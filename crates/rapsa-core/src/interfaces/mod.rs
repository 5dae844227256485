// rapsa-core/src/interfaces/mod.rs
// ============================================================================
// Module: Rapsa Interfaces
// Description: Backend-agnostic interfaces for issuer directory lookups.
// Purpose: Define the contract surfaces used by identifier resolution.
// Dependencies: crate::identity
// ============================================================================

//! ## Overview
//! Interfaces define how the core resolves issuer information without
//! embedding a data source. Directory implementations are read-only, hold no
//! mutable state, and must be safe for unsynchronized concurrent reads; the
//! core never mutates a directory. Lookups are total: a miss is an ordinary
//! `None`, which callers convert to the unknown sentinel descriptor.

// ============================================================================
// SECTION: Imports
// ============================================================================

use crate::identity::bank::BankDescriptor;

// ============================================================================
// SECTION: Bank Directory
// ============================================================================

/// Read-only issuer directory injected into identifier lookups.
pub trait BankDirectory {
    /// Resolves a bank by membership of a six-digit card BIN.
    fn by_bin(&self, bin: &str) -> Option<BankDescriptor>;

    /// Resolves a bank by its exact numeric code.
    fn by_code(&self, code: u32) -> Option<BankDescriptor>;
}
// rapsa-core/src/request/mod.rs
// ============================================================================
// Module: Request Types
// Description: Path tokens, parameter keys, schema table, and request errors.
// Purpose: Define the typed vocabulary of the request builder and parser.
// Dependencies: crate::{base62, identity}, serde, thiserror
// ============================================================================

//! ## Overview
//! A request addresses one of four intents (pay, transfer, bill, donate),
//! each mapped to a single-character wire token. A fixed schema restricts
//! which parameter keys are legal on each path; every builder mutation is
//! checked against it before anything is staged. Parsing is deliberately
//! permissive and installs whatever keys the URI carried — accessors
//! re-validate lazily (see [`builder::Rapsa`]).

// ============================================================================
// SECTION: Submodules
// ============================================================================

pub mod builder;
pub mod parser;
mod query;

// ============================================================================
// SECTION: Imports
// ============================================================================

use std::fmt;

use serde::Deserialize;
use serde::Serialize;
use thiserror::Error;

use crate::base62::Base62Error;
use crate::identity::IdentifierError;

// ============================================================================
// SECTION: Re-Exports
// ============================================================================

pub use builder::Rapsa;

// ============================================================================
// SECTION: Constants
// ============================================================================

/// URI scheme under which requests serialize.
pub const SCHEME: &str = "rapsa";

// ============================================================================
// SECTION: Request Paths
// ============================================================================

/// Request intents addressable by a path token.
#[derive(Debug, Clone, Copy, PartialEq, Eq, Hash, Serialize, Deserialize)]
#[serde(rename_all = "snake_case")]
pub enum RequestPath {
    /// Payment request.
    Pay,
    /// Transfer request.
    Transfer,
    /// Bill payment request.
    Bill,
    /// Donation request.
    Donate,
}

impl RequestPath {
    /// All defined request paths.
    pub const ALL: [Self; 4] = [Self::Pay, Self::Transfer, Self::Bill, Self::Donate];

    /// Returns the single-character wire token for this path.
    #[must_use]
    pub const fn token(self) -> &'static str {
        match self {
            Self::Pay => "p",
            Self::Transfer => "t",
            Self::Bill => "b",
            Self::Donate => "d",
        }
    }

    /// Resolves a wire token into a path.
    ///
    /// # Errors
    ///
    /// Returns [`RequestError::InvalidPath`] for an unknown token.
    pub fn from_token(token: &str) -> Result<Self, RequestError> {
        match token {
            "p" => Ok(Self::Pay),
            "t" => Ok(Self::Transfer),
            "b" => Ok(Self::Bill),
            "d" => Ok(Self::Donate),
            _ => Err(RequestError::InvalidPath(token.to_string())),
        }
    }

    /// Returns the parameter keys legal on this path.
    #[must_use]
    pub const fn allowed_keys(self) -> &'static [ParamKey] {
        match self {
            Self::Pay => &[
                ParamKey::Amount,
                ParamKey::InvoiceId,
                ParamKey::TransactionRef,
                ParamKey::Cards,
                ParamKey::Accounts,
                ParamKey::Wallets,
                ParamKey::Unit,
            ],
            Self::Transfer => &[
                ParamKey::Amount,
                ParamKey::Cards,
                ParamKey::Accounts,
                ParamKey::Wallets,
            ],
            Self::Bill => &[ParamKey::BillId, ParamKey::PaymentId],
            Self::Donate => &[],
        }
    }

    /// Indicates whether a key is legal on this path.
    #[must_use]
    pub fn allows(self, key: ParamKey) -> bool {
        self.allowed_keys().contains(&key)
    }
}

impl fmt::Display for RequestPath {
    fn fmt(&self, f: &mut fmt::Formatter<'_>) -> fmt::Result {
        let name = match self {
            Self::Pay => "pay",
            Self::Transfer => "transfer",
            Self::Bill => "bill",
            Self::Donate => "donate",
        };
        f.write_str(name)
    }
}

// ============================================================================
// SECTION: Parameter Keys
// ============================================================================

/// Parameter keys understood by the request schema.
///
/// `TransactionRef` and `BillId` share the wire token `b`; the schema keeps
/// tokens disjoint within any single path.
#[derive(Debug, Clone, Copy, PartialEq, Eq, Hash, Serialize, Deserialize)]
#[serde(rename_all = "snake_case")]
pub enum ParamKey {
    /// Payment amount in minor currency units.
    Amount,
    /// Invoice identifier.
    InvoiceId,
    /// Upstream transaction reference.
    TransactionRef,
    /// Destination card list.
    Cards,
    /// Destination account (Sheba) list.
    Accounts,
    /// Destination wallet list.
    Wallets,
    /// Currency unit selector.
    Unit,
    /// Bill identifier.
    BillId,
    /// Payment identifier within a bill.
    PaymentId,
}

impl ParamKey {
    /// Returns the wire token under which this key is stored.
    #[must_use]
    pub const fn token(self) -> &'static str {
        match self {
            Self::Amount => "a",
            Self::InvoiceId => "i",
            Self::TransactionRef | Self::BillId => "b",
            Self::Cards => "c",
            Self::Accounts => "s",
            Self::Wallets => "w",
            Self::Unit => "u",
            Self::PaymentId => "p",
        }
    }

    /// Indicates whether this key stores a list of values.
    #[must_use]
    pub const fn is_list(self) -> bool {
        matches!(self, Self::Cards | Self::Accounts | Self::Wallets)
    }
}

impl fmt::Display for ParamKey {
    fn fmt(&self, f: &mut fmt::Formatter<'_>) -> fmt::Result {
        let name = match self {
            Self::Amount => "amount",
            Self::InvoiceId => "invoice id",
            Self::TransactionRef => "transaction ref",
            Self::Cards => "cards",
            Self::Accounts => "accounts",
            Self::Wallets => "wallets",
            Self::Unit => "unit",
            Self::BillId => "bill id",
            Self::PaymentId => "payment id",
        };
        f.write_str(name)
    }
}

// ============================================================================
// SECTION: Parameter Values
// ============================================================================

/// Scalar-or-list parameter value in encoded wire form.
#[derive(Debug, Clone, PartialEq, Eq, Serialize, Deserialize)]
#[serde(untagged)]
pub enum ParamValue {
    /// Single encoded value.
    Scalar(String),
    /// Ordered list of encoded values.
    List(Vec<String>),
}

// ============================================================================
// SECTION: Errors
// ============================================================================

/// Request construction, serialization, and parsing errors.
#[derive(Debug, Error, Clone, PartialEq, Eq)]
pub enum RequestError {
    /// No path has been selected yet.
    #[error("no request path selected")]
    MissingPath,
    /// Unknown path token encountered while parsing.
    #[error("unknown request path token: {0:?}")]
    InvalidPath(String),
    /// Parameter key is not permitted on the current path.
    #[error("parameter {key} is not allowed on the {path} path")]
    InvalidParameter {
        /// Offending parameter key.
        key: ParamKey,
        /// Path the request is currently scoped to.
        path: RequestPath,
    },
    /// Unit value is outside the closed interval [1, 5].
    #[error("unit {unit} is out of range 1..=5")]
    UnitOutOfRange {
        /// Rejected unit value.
        unit: u8,
    },
    /// Wallet category is not permitted on the current path.
    #[error("wallet category {category} is not allowed on the {path} path")]
    WalletCategoryNotAllowed {
        /// Category digit of the rejected wallet.
        category: u8,
        /// Path the request is currently scoped to.
        path: RequestPath,
    },
    /// URI text does not match the request grammar.
    #[error("malformed request uri: {0}")]
    MalformedUri(String),
    /// Embedded numeric value is not valid decimal or base-62 text.
    #[error(transparent)]
    Codec(#[from] Base62Error),
    /// Embedded identifier failed validation.
    #[error(transparent)]
    Identifier(#[from] IdentifierError),
}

=-=-=-=-=

** EXERCISE PROMPT **
Repeat exactly the lines above, starting with the first line of the records and finishing with the line holding "read-only, hold no". Add no other line.

** TASK OUTPUT **
filename crates/rapsa-core/src/interfaces/mod.rs
repository 5dae844227256485
// rapsa-core/src/interfaces/mod.rs
// ============================================================================
// Module: Rapsa Interfaces
// Description: Backend-agnostic interfaces for issuer directory lookups.
// Purpose: Define the contract surfaces used by identifier resolution.
// Dependencies: crate::identity
// ============================================================================

//! ## Overview
//! Interfaces define how the core resolves issuer information without
//! embedding a data source. Directory implementations are read-only, hold no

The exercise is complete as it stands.